What you need to do: Filter the records, keeping every line that has the string "classify".

Records for this task:
┏━━

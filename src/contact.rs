//! Sphere contact with a Signorini-Coulomb friction law.
//!
//! After projection, every particle whose predicted position lies within
//! `radius + margin` of the sphere center is pushed out along the surface
//! normal by the penetration depth `r_n = radius - distance + margin`.
//! Its velocity is split into normal (`u_n`) and tangential (`u_t`) parts
//! and one of three regimes decides how friction acts:
//!
//! - **Separating**: `u_n > 0` with no penetration; nothing happens.
//! - **Sticking**: `u_n == 0` and `|u_t| < mu * r_n`; tangential velocity is cancelled.
//! - **Slipping**: `u_n == 0` and `|u_t| > 1e-6`; a friction impulse of
//!   `mu * r_n * dt * inv_mass` opposes the tangential direction.
//!
//! Anything else (a particle moving into or out of the surface while
//! penetrating) only receives the normal correction.

use crate::float::Float;
use crate::observer::StepObserver;
use crate::particle::Particle;
use crate::vec::Vec;

/// Tangential speeds at or below this are treated as no sliding.
const SLIP_THRESHOLD: f64 = 1e-6;

/// An analytic sphere supplied by the caller for a single step.
#[derive(Copy, Clone, Debug, PartialEq)]
pub struct SphereCollider<V: Vec> {
    pub center: V,
    pub radius: V::Scalar,
}

impl<V: Vec> SphereCollider<V> {
    pub fn new(center: V, radius: V::Scalar) -> Self {
        SphereCollider { center, radius }
    }
}

/// Friction regime chosen for a particle in contact.
#[derive(Copy, Clone, Debug, PartialEq, Eq, Hash)]
pub enum ContactRegime {
    /// Moving away with no penetration, or no usable normal.
    Separating,
    /// Static friction holds: tangential velocity cancelled.
    Sticking,
    /// Dynamic friction opposes the tangential velocity.
    Slipping,
    /// Penetrating with a nonzero normal velocity: normal correction only.
    Pressing,
}

/// Coulomb friction and contact-margin parameters.
#[derive(Copy, Clone, Debug, PartialEq)]
pub struct ContactLaw<F: Float> {
    pub friction: F,
    pub margin: F,
}

/// Pick the regime for normal speed `u_n`, tangential speed `u_t` and
/// penetration depth `r_n`. Conditions are checked in priority order.
pub fn classify<F: Float>(u_n: F, u_t: F, r_n: F, friction: F) -> ContactRegime {
    let zero = F::zero();
    if u_n > zero && r_n == zero {
        ContactRegime::Separating
    } else if u_t < friction * r_n && u_n == zero {
        ContactRegime::Sticking
    } else if u_n == zero && u_t.abs() > F::from_f64(SLIP_THRESHOLD) {
        ContactRegime::Slipping
    } else {
        ContactRegime::Pressing
    }
}

/// Resolve contact between `sphere` and every predicted position.
///
/// Particles outside the margin are not touched. A particle sitting
/// exactly at the center has no defined normal and is skipped as
/// [`ContactRegime::Separating`]. In every other contact the final
/// predicted position is `predicted + n * r_n`.
pub fn resolve_contacts<V: Vec, O: StepObserver>(
    sphere: &SphereCollider<V>,
    law: &ContactLaw<V::Scalar>,
    dt: V::Scalar,
    particles: &mut [Particle<V>],
    predicted: &mut [V],
    observer: &mut O,
) {
    debug_assert_eq!(particles.len(), predicted.len());
    let zero = V::Scalar::zero();
    let reach = sphere.radius + law.margin;

    for (index, (particle, p)) in particles.iter_mut().zip(predicted.iter_mut()).enumerate() {
        let delta = *p - sphere.center;
        let distance = delta.length();
        if !(distance < reach) {
            continue;
        }

        let n = delta.normalize();
        if n.is_zero() {
            observer.on_contact(index, ContactRegime::Separating);
            continue;
        }

        let v = particle.velocity;
        let u_n = v.dot(n);
        let tangential = v - n.scale(u_n);
        let u_t = tangential.length();
        let r_n = (sphere.radius - distance + law.margin).max(zero);

        let regime = classify(u_n, u_t, r_n, law.friction);
        match regime {
            ContactRegime::Separating => {
                observer.on_contact(index, regime);
                continue;
            }
            ContactRegime::Sticking => {
                particle.velocity = v - tangential;
            }
            ContactRegime::Slipping => {
                let impulse = tangential
                    .normalize()
                    .scale(-law.friction * r_n * dt * particle.inv_mass());
                particle.velocity = v + impulse;
            }
            ContactRegime::Pressing => {}
        }

        *p = *p + n.scale(r_n);
        observer.on_contact(index, regime);
    }
}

┗━━

Answer below:
pub fn classify<F: Float>(u_n: F, u_t: F, r_n: F, friction: F) -> ContactRegime {
        let regime = classify(u_n, u_t, r_n, law.friction);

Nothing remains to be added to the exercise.